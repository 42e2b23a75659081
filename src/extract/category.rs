use std::sync::LazyLock;

use tracing::debug;

use super::rules::{FieldRules, LinkRule, LinkRules, Rule};
use crate::dom::{Document, RenderedPage};
use crate::error::ExtractionError;
use crate::model::CategoryNode;
use crate::urls;

/// Top-level department menu, present in the header of every page.
static DEPARTMENTS: LazyLock<LinkRules> = LazyLock::new(|| {
    LinkRules::new(
        "departments",
        vec![
            LinkRule::css_named_by("header-menu", "ul.headerCate_itemBox li.headerCate_item", "title"),
            LinkRule::css_named_by("header-nav", "nav.headerNav a.headerNav_link", "title"),
            LinkRule::regex(
                "legacy-top-cate",
                r#"<a[^>]*class="[^"]*topCate_link[^"]*"[^>]*href="(?P<href>[^"]+)"[^>]*>\s*(?P<name>[^<]+?)\s*</a>"#,
            ),
        ],
    )
});

/// Sub-category navigation of a category page. Header links are deliberately
/// absent: they would turn every leaf into an entry point for the whole site.
static SUBCATEGORIES: LazyLock<LinkRules> = LazyLock::new(|| {
    LinkRules::new(
        "subcategories",
        vec![
            LinkRule::css("aside-tree", ".cateMain_aside .cateMain_asideItem > a"),
            LinkRule::css("filter-list", ".cateFilter_list a.cateFilter_link"),
            LinkRule::css_named_by("cate-tiles", ".cateTiles_item a", "title"),
            LinkRule::regex(
                "legacy-cate-nav",
                r#"<a[^>]*class="[^"]*js-cateNavLink[^"]*"[^>]*href="(?P<href>[^"]+)"[^>]*>\s*(?P<name>[^<]+?)\s*</a>"#,
            ),
        ],
    )
});

static CATEGORY_NAME: LazyLock<FieldRules> = LazyLock::new(|| {
    FieldRules::new(
        "category name",
        vec![
            Rule::text("cate-title", "h1.cateMain_title"),
            Rule::text("cate-crumb", ".cateCrumb_item.is-current"),
            Rule::attr("og-title", r#"meta[property="og:title"]"#, "content"),
            Rule::regex("html-title", r"(?is)<title>\s*([^<|]+?)\s*(?:\||</title>)"),
        ],
    )
});

static BREADCRUMBS: LazyLock<LinkRules> = LazyLock::new(|| {
    LinkRules::new(
        "breadcrumbs",
        vec![
            LinkRule::css(
                "goods-crumb",
                r#"a.cGoodsCrumb_itemLink[itemprop="item"]"#,
            ),
            LinkRule::css("crumb-list", r#"[itemtype$="BreadcrumbList"] a[itemprop="item"]"#),
        ],
    )
});

/// A child link found on a category page.
#[derive(Debug, Clone, PartialEq, Eq)]
pub struct CategoryLink {
    pub name: String,
    pub url: String,
}

fn collect_links(page: &RenderedPage, rules: &LinkRules, excluded: &[String]) -> Vec<CategoryLink> {
    let doc = Document::parse(&page.html);
    let Some(found) = rules.first_nonempty(&doc.scope()) else {
        return Vec::new();
    };
    debug!(list = rules.list, rule = found.rule, url = %page.url, count = found.value.len());

    let mut seen = std::collections::HashSet::new();
    found
        .value
        .into_iter()
        .filter_map(|link| {
            if link.name.is_empty() {
                debug!(href = %link.href, "Dropping unnamed {} link", rules.list);
                return None;
            }
            if excluded.iter().any(|x| x.eq_ignore_ascii_case(&link.name)) {
                return None;
            }
            let url = urls::resolve(&page.url, &link.href)?;
            seen.insert(urls::normalize_path(&url)).then_some(CategoryLink {
                name: link.name,
                url,
            })
        })
        .collect()
}

/// Department entry points from the header menu, minus the excluded names.
pub fn parse_departments(page: &RenderedPage, excluded: &[String]) -> Vec<CategoryLink> {
    collect_links(page, &DEPARTMENTS, excluded)
}

/// Child categories listed on a category page, in page order.
pub fn parse_category_links(page: &RenderedPage) -> Vec<CategoryLink> {
    collect_links(page, &SUBCATEGORIES, &[])
}

pub fn parse_category_name(page: &RenderedPage) -> Result<String, ExtractionError> {
    let doc = Document::parse(&page.html);
    CATEGORY_NAME.require(&doc.scope()).map(|m| m.value)
}

/// Category chain from a product page's breadcrumb, root first. Crumbs
/// without a category id (home, search) are skipped.
pub fn parse_breadcrumbs(page: &RenderedPage) -> Vec<CategoryNode> {
    let doc = Document::parse(&page.html);
    let Some(found) = BREADCRUMBS.first_nonempty(&doc.scope()) else {
        return Vec::new();
    };

    let mut nodes: Vec<CategoryNode> = Vec::new();
    for link in found.value {
        let Some(url) = urls::resolve(&page.url, &link.href) else {
            continue;
        };
        let Some(id) = urls::site_id(&url).filter(|id| id.starts_with("c_")) else {
            continue;
        };
        if link.name.is_empty() || nodes.iter().any(|n| n.id == id) {
            continue;
        }
        let parent_id = nodes.last().map(|n| n.id.clone());
        nodes.push(CategoryNode {
            id,
            name: link.name.replace('\\', ""),
            url,
            parent_id,
            depth: nodes.len() as u32,
        });
    }
    nodes
}

/// "New arrivals" ordering of a catalog, when the page offers one.
pub fn parse_sort_newest_url(page: &RenderedPage) -> Option<String> {
    static SORT_LINKS: LazyLock<LinkRules> = LazyLock::new(|| {
        LinkRules::new(
            "sort options",
            vec![
                LinkRule::css("sort-box", "p.js-SortItemBox a.js-orderItem"),
                LinkRule::css("sort-bar", ".cateMain_sortBar a[data-sort]"),
            ],
        )
    });
    let doc = Document::parse(&page.html);
    let found = SORT_LINKS.first_nonempty(&doc.scope())?;
    found
        .value
        .into_iter()
        .find(|l| l.name.contains("New"))
        .and_then(|l| urls::resolve(&page.url, &l.href))
}

#[cfg(test)]
mod tests {
    use super::*;

    const HOME: &str = r#"<html><body>
        <ul class="headerCate_itemBox">
          <li class="headerCate_item"><a href="/phones-c_11293/" title="Phones">Phones</a></li>
          <li class="headerCate_item"><a href="/fashion-c_1/" title="Fashion">Fashion</a></li>
          <li class="headerCate_item"><a href="/tools-c_11340/" title="Tools">Tools</a></li>
          <li class="headerCate_item"><a href="/brands.html" title="Top Brands">Top Brands</a></li>
        </ul></body></html>"#;

    #[test]
    fn departments_skip_excluded_names() {
        let page = RenderedPage::new("https://www.gearbest.com/", HOME);
        let excluded = vec!["Fashion".to_string(), "Top Brands".to_string()];
        let links = parse_departments(&page, &excluded);
        assert_eq!(
            links,
            vec![
                CategoryLink {
                    name: "Phones".into(),
                    url: "https://www.gearbest.com/phones-c_11293/".into()
                },
                CategoryLink {
                    name: "Tools".into(),
                    url: "https://www.gearbest.com/tools-c_11340/".into()
                },
            ]
        );
    }

    #[test]
    fn category_links_ignore_header_menu() {
        let html = format!(
            r#"{}<div class="cateMain_aside">
                 <div class="cateMain_asideItem"><a href="/cases-c_2/">Cases</a></div>
                 <div class="cateMain_asideItem"><a href="/cables-c_3/">Cables</a></div>
                 <div class="cateMain_asideItem"><a href="/cases-c_2/?sort=new">Cases</a></div>
               </div>"#,
            HOME
        );
        let page = RenderedPage::new("https://www.gearbest.com/phones-c_11293/", html);
        let names: Vec<String> = parse_category_links(&page).into_iter().map(|l| l.name).collect();
        assert_eq!(names, vec!["Cases", "Cables"]);

        let leaf = RenderedPage::new("https://www.gearbest.com/cases-c_2/", HOME);
        assert!(parse_category_links(&leaf).is_empty());
    }

    #[test]
    fn legacy_nav_by_regex() {
        let html = r#"<a class="js-cateNavLink item" href="/old-c_9/"> Old Things </a>"#;
        let page = RenderedPage::new("https://www.gearbest.com/x-c_8/", html);
        let links = parse_category_links(&page);
        assert_eq!(links.len(), 1);
        assert_eq!(links[0].name, "Old Things");
        assert_eq!(links[0].url, "https://www.gearbest.com/old-c_9/");
    }

    #[test]
    fn category_name_required() {
        let page = RenderedPage::new("https://x/c_1/", r#"<h1 class="cateMain_title">Phones</h1>"#);
        assert_eq!(parse_category_name(&page).unwrap(), "Phones");

        let page = RenderedPage::new("https://x/c_1/", "<html><head><title>Tablets | Shop</title></head></html>");
        assert_eq!(parse_category_name(&page).unwrap(), "Tablets");

        let page = RenderedPage::new("https://x/c_1/", "<div></div>");
        let err = parse_category_name(&page).unwrap_err();
        assert_eq!(err.field, "category name");
    }

    #[test]
    fn breadcrumbs_form_a_chain() {
        let html = r#"
          <a class="cGoodsCrumb_itemLink" itemprop="item" href="/"><span>Home</span></a>
          <a class="cGoodsCrumb_itemLink" itemprop="item" href="/electronics-c_11293/"><span>Electronics</span></a>
          <a class="cGoodsCrumb_itemLink" itemprop="item" href="/phones-c_11294/"><span>Cell\ Phones</span></a>"#;
        let page = RenderedPage::new("https://www.gearbest.com/p/pp_1.html", html);
        let nodes = parse_breadcrumbs(&page);
        assert_eq!(nodes.len(), 2);
        assert_eq!(nodes[0].id, "c_11293");
        assert_eq!(nodes[0].parent_id, None);
        assert_eq!(nodes[1].name, "Cell Phones");
        assert_eq!(nodes[1].parent_id.as_deref(), Some("c_11293"));
        assert_eq!(nodes[1].depth, 1);
    }

    #[test]
    fn sort_newest_link() {
        let html = r#"<p class="js-SortItemBox">
            <a class="js-orderItem" href="?odr=relevance">Relevance</a>
            <a class="js-orderItem" href="?odr=new">New Arrivals</a></p>"#;
        let page = RenderedPage::new("https://www.gearbest.com/phones-c_1/", html);
        assert_eq!(
            parse_sort_newest_url(&page).as_deref(),
            Some("https://www.gearbest.com/phones-c_1/?odr=new")
        );
    }
}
○ ○ ○
WHAT IS BEING ASKED: All lines from the one that holds "let err = parse_category_name(&page).unwrap_err();" through the end of the material, both ends included, should be restated exactly.

ANSWER TO THIS TASK:
        let err = parse_category_name(&page).unwrap_err();
        assert_eq!(err.field, "category name");
    }

    #[test]
    fn breadcrumbs_form_a_chain() {
        let html = r#"
          <a class="cGoodsCrumb_itemLink" itemprop="item" href="/"><span>Home</span></a>
          <a class="cGoodsCrumb_itemLink" itemprop="item" href="/electronics-c_11293/"><span>Electronics</span></a>
          <a class="cGoodsCrumb_itemLink" itemprop="item" href="/phones-c_11294/"><span>Cell\ Phones</span></a>"#;
        let page = RenderedPage::new("https://www.gearbest.com/p/pp_1.html", html);
        let nodes = parse_breadcrumbs(&page);
        assert_eq!(nodes.len(), 2);
        assert_eq!(nodes[0].id, "c_11293");
        assert_eq!(nodes[0].parent_id, None);
        assert_eq!(nodes[1].name, "Cell Phones");
        assert_eq!(nodes[1].parent_id.as_deref(), Some("c_11293"));
        assert_eq!(nodes[1].depth, 1);
    }

    #[test]
    fn sort_newest_link() {
        let html = r#"<p class="js-SortItemBox">
            <a class="js-orderItem" href="?odr=relevance">Relevance</a>
            <a class="js-orderItem" href="?odr=new">New Arrivals</a></p>"#;
        let page = RenderedPage::new("https://www.gearbest.com/phones-c_1/", html);
        assert_eq!(
            parse_sort_newest_url(&page).as_deref(),
            Some("https://www.gearbest.com/phones-c_1/?odr=new")
        );
    }
}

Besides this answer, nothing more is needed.